But if what you said were the case and we thought the buffer was full, wouldn't ps_drop start increasing immediately after the condition triggers? As it stands, we see ps_recv increase by several hundreds, or thousands (3 MB buffer) after the problem appears, and before we see ps_drop increase. That would suggest we are having problems reading from the buffer, not writing to the buffer (why is pcap_dispatch() returning 0, when there are obviously things there we can read). Without knowing much else, but given the fact that we sometimes capture packets larger than snaplen (which shouldn't be happening), I'd look for potential buffer overwrites or overreads.

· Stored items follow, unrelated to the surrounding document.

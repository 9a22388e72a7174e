//! Grid math and occupancy predicates.
//!
//! Pure helpers shared by the movement rules and the systems crate.
//! Kept lightweight: these run in the inner loops of every step.

use crate::pos::Pos;
use crate::state::State;

/// Whether `pos` lies within the level rectangle.
pub fn in_bounds(state: &State, pos: Pos) -> bool {
    pos.x >= 0 && pos.y >= 0 && (pos.x as u32) < state.width && (pos.y as u32) < state.height
}

/// Toroidal wrap of raw coordinates onto the grid.
///
/// Degenerate zero-size grids resolve to the input unchanged rather
/// than dividing by zero; callers treat such positions as unreachable.
pub fn wrap(state: &State, x: i32, y: i32) -> Pos {
    if state.width == 0 || state.height == 0 {
        return Pos::new(x, y);
    }
    let w = state.width as i32;
    let h = state.height as i32;
    Pos::new(x.rem_euclid(w), y.rem_euclid(h))
}

/// Occupancy classes consulted by [`is_blocked_at`].
#[derive(Clone, Copy, Debug, PartialEq, Eq)]
pub struct BlockCheck {
    /// Treat `Pushable` occupants as blocking.
    pub pushable: bool,
    /// Treat `Collidable` occupants as blocking.
    pub collidable: bool,
}

impl BlockCheck {
    /// Plain agent movement: pushables block (push is resolved by a
    /// separate system first), collidables do not.
    pub const MOVEMENT: Self = Self {
        pushable: true,
        collidable: false,
    };

    /// Push destinations: anything occupying the cell aborts the push.
    pub const PUSH_DESTINATION: Self = Self {
        pushable: true,
        collidable: true,
    };

    /// Autonomous mover sweeps: any occupant stops the sweep, so
    /// movers bounce off agents instead of entering their cell.
    pub const SWEEP: Self = Self {
        pushable: true,
        collidable: true,
    };

    /// Sliding paths: only hard `Blocking` entities stop a slide.
    pub const BLOCKING_ONLY: Self = Self {
        pushable: false,
        collidable: false,
    };
}

/// Whether any occupant of `pos` blocks entry under `check`.
///
/// `Blocking` entities always block; `Pushable` / `Collidable`
/// occupants block only when the corresponding flag is set.
pub fn is_blocked_at(state: &State, pos: Pos, check: BlockCheck) -> bool {
    state.position.iter().any(|(id, p)| {
        *p == pos
            && (state.blocking.contains(id)
                || (check.pushable && state.pushable.contains(id))
                || (check.collidable && state.collidable.contains(id)))
    })
}

#[cfg(test)]
mod tests {
    use super::*;
    use crate::id::EntityId;
    use crate::rules::{MoveRule, ObjectiveRule};

    fn empty(width: u32, height: u32) -> State {
        State::new(width, height, MoveRule::Default, ObjectiveRule::Exit)
    }

    #[test]
    fn bounds_cover_the_rectangle() {
        let state = empty(3, 2);
        assert!(in_bounds(&state, Pos::new(0, 0)));
        assert!(in_bounds(&state, Pos::new(2, 1)));
        assert!(!in_bounds(&state, Pos::new(3, 0)));
        assert!(!in_bounds(&state, Pos::new(0, 2)));
        assert!(!in_bounds(&state, Pos::new(-1, 0)));
    }

    #[test]
    fn wrap_is_toroidal_for_negative_coordinates() {
        let state = empty(5, 4);
        assert_eq!(wrap(&state, 5, 0), Pos::new(0, 0));
        assert_eq!(wrap(&state, -1, -1), Pos::new(4, 3));
    }

    #[test]
    fn wrap_on_zero_size_grid_is_identity() {
        let state = empty(0, 0);
        assert_eq!(wrap(&state, 7, -3), Pos::new(7, -3));
    }

    #[test]
    fn blocking_classes_are_selectable() {
        let mut state = empty(4, 4);
        let wall = EntityId(0);
        let crate_ = EntityId(1);
        let spike = EntityId(2);
        state.position.insert(wall, Pos::new(1, 0));
        state.blocking.insert(wall);
        state.position.insert(crate_, Pos::new(2, 0));
        state.pushable.insert(crate_);
        state.position.insert(spike, Pos::new(3, 0));
        state.collidable.insert(spike);

        assert!(is_blocked_at(&state, Pos::new(1, 0), BlockCheck::BLOCKING_ONLY));
        assert!(!is_blocked_at(&state, Pos::new(2, 0), BlockCheck::BLOCKING_ONLY));
        assert!(is_blocked_at(&state, Pos::new(2, 0), BlockCheck::MOVEMENT));
        assert!(!is_blocked_at(&state, Pos::new(3, 0), BlockCheck::MOVEMENT));
        assert!(is_blocked_at(&state, Pos::new(3, 0), BlockCheck::PUSH_DESTINATION));
        assert!(!is_blocked_at(&state, Pos::new(0, 0), BlockCheck::PUSH_DESTINATION));
        assert!(is_blocked_at(&state, Pos::new(3, 0), BlockCheck::SWEEP));
    }

    mod properties {
        use super::*;
        use proptest::prelude::*;

        proptest! {
            #[test]
            fn wrap_always_lands_in_bounds(x in -100i32..100, y in -100i32..100) {
                let state = empty(7, 5);
                prop_assert!(in_bounds(&state, wrap(&state, x, y)));
            }

            #[test]
            fn wrap_is_identity_inside_the_grid(x in 0i32..7, y in 0i32..5) {
                let state = empty(7, 5);
                prop_assert_eq!(wrap(&state, x, y), Pos::new(x, y));
            }
        }
    }
}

Again, without knowing anything else, if you are using a circular buffer as your response seems to suggest, I'd double check the edge/overflow conditions:

  1. Are the cursors adjusted correctly when an incoming packet aligns exactly with the buffer boundaries?
  2. What happens if an incoming packet would write past the current read position (write cursor overruns the read cursor)?
  3. What happens if an incoming packet is larger than the full buffer (write cursor overruns both the read cursor and the write cursor)?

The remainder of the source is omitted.